Dataset records:
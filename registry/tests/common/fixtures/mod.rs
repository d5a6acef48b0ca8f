//! Test fixtures for the registry:
//! - Data directories on a temporary real filesystem or in memory
//! - Sample instances

#![allow(dead_code)]

use std::sync::Arc;

use registry::{DataDir, FlockLocker, Instance, MemFs, MemLocker, OsFs};
use tempfile::TempDir;

/// Data directory backed by the OS filesystem and `flock(2)`. The temporary
/// directory is removed when the fixture is dropped.
pub struct TestDataDir {
    pub temp: TempDir,
    pub datadir: DataDir,
}

impl TestDataDir {
    pub fn new() -> Self {
        let temp = TempDir::new().expect("Failed to create temp dir");
        let datadir = DataDir::new(temp.path().join("data"), Arc::new(OsFs), Arc::new(FlockLocker))
            .expect("Failed to open data dir");
        Self { temp, datadir }
    }

    /// A second handle on the same directory, as another process would have
    pub fn reopen(&self) -> DataDir {
        DataDir::new(self.datadir.path(), Arc::new(OsFs), Arc::new(FlockLocker))
            .expect("Failed to reopen data dir")
    }
}

pub fn mem_datadir() -> (MemFs, DataDir) {
    let fs = MemFs::new();
    let datadir = DataDir::new("/data", Arc::new(fs.clone()), Arc::new(MemLocker::new()))
        .expect("Failed to open in-memory data dir");
    (fs, datadir)
}

pub mod instances {
    use super::Instance;

    pub const NAME: &str = "mock-avs";
    pub const URL: &str = "https://github.com/example/mock-avs";
    pub const VERSION: &str = "v3.1.0";
    pub const PROFILE: &str = "option-returner";
    pub const TAG: &str = "default";
    pub const ID: &str = "mock-avs-default";

    pub fn sample() -> Instance {
        Instance::new(NAME, URL, VERSION, PROFILE, TAG)
    }

    pub fn tagged(tag: &str) -> Instance {
        Instance::new(NAME, URL, VERSION, PROFILE, tag)
    }
}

What is needed: Please output, exactly, the lines of the listing from the one containing "(fs, datadir)" through the last, inclusive, and no other lines.

Solution to this exercise:
    (fs, datadir)
}

pub mod instances {
    use super::Instance;

    pub const NAME: &str = "mock-avs";
    pub const URL: &str = "https://github.com/example/mock-avs";
    pub const VERSION: &str = "v3.1.0";
    pub const PROFILE: &str = "option-returner";
    pub const TAG: &str = "default";
    pub const ID: &str = "mock-avs-default";

    pub fn sample() -> Instance {
        Instance::new(NAME, URL, VERSION, PROFILE, TAG)
    }

    pub fn tagged(tag: &str) -> Instance {
        Instance::new(NAME, URL, VERSION, PROFILE, tag)
    }
}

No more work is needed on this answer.